## What you need to do
Nothing may be dropped or altered: reproduce all the data.

## Information shown
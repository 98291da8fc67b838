//! Configuración de la aplicación.
//! Junta las tres secciones que se leen del entorno (.env incluido): base de
//! datos, motor y cliente del modelo. La política de la clase `model_call` se
//! deriva de `MODEL_MAX_ATTEMPTS`.

use dura_chat::{ChatWorkflows, ModelConfig, MODEL_CALL_CLASS};
use dura_core::EngineConfig;
use dura_persistence::DbConfig;

use crate::app::AppError;

#[derive(Debug, Clone)]
pub struct AppConfig {
    pub database: DbConfig,
    pub engine: EngineConfig,
    pub model: ModelConfig,
}

impl AppConfig {
    pub fn from_env() -> Result<Self, AppError> {
        dura_persistence::init_dotenv();
        let database = DbConfig::from_env()?;
        let model = ModelConfig::from_env()?;
        let engine = with_model_policy(EngineConfig::from_env()?, &model);
        Ok(Self { database, engine, model })
    }
}

/// Registra la política de `model_call` salvo que ya exista una.
pub fn with_model_policy(engine: EngineConfig, model: &ModelConfig) -> EngineConfig {
    if engine.step_classes.contains_key(MODEL_CALL_CLASS) {
        return engine;
    }
    engine.with_step_class(MODEL_CALL_CLASS, ChatWorkflows::model_call_policy(model.max_attempts))
}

## Exercise output
repository 98291da8fc67b838
//! Configuración de la aplicación.
//! Junta las tres secciones que se leen del entorno (.env incluido): base de
//! datos, motor y cliente del modelo. La política de la clase `model_call` se
//! deriva de `MODEL_MAX_ATTEMPTS`.

use dura_chat::{ChatWorkflows, ModelConfig, MODEL_CALL_CLASS};
use dura_core::EngineConfig;
use dura_persistence::DbConfig;

use crate::app::AppError;

#[derive(Debug, Clone)]
pub struct AppConfig {
    pub database: DbConfig,
    pub engine: EngineConfig,
    pub model: ModelConfig,
}

impl AppConfig {
    pub fn from_env() -> Result<Self, AppError> {
        dura_persistence::init_dotenv();
        let database = DbConfig::from_env()?;
        let model = ModelConfig::from_env()?;
        let engine = with_model_policy(EngineConfig::from_env()?, &model);
        Ok(Self { database, engine, model })
    }
}

/// Registra la política de `model_call` salvo que ya exista una.
pub fn with_model_policy(engine: EngineConfig, model: &ModelConfig) -> EngineConfig {
    if engine.step_classes.contains_key(MODEL_CALL_CLASS) {
        return engine;
    }
    engine.with_step_class(MODEL_CALL_CLASS, ChatWorkflows::model_call_policy(model.max_attempts))
}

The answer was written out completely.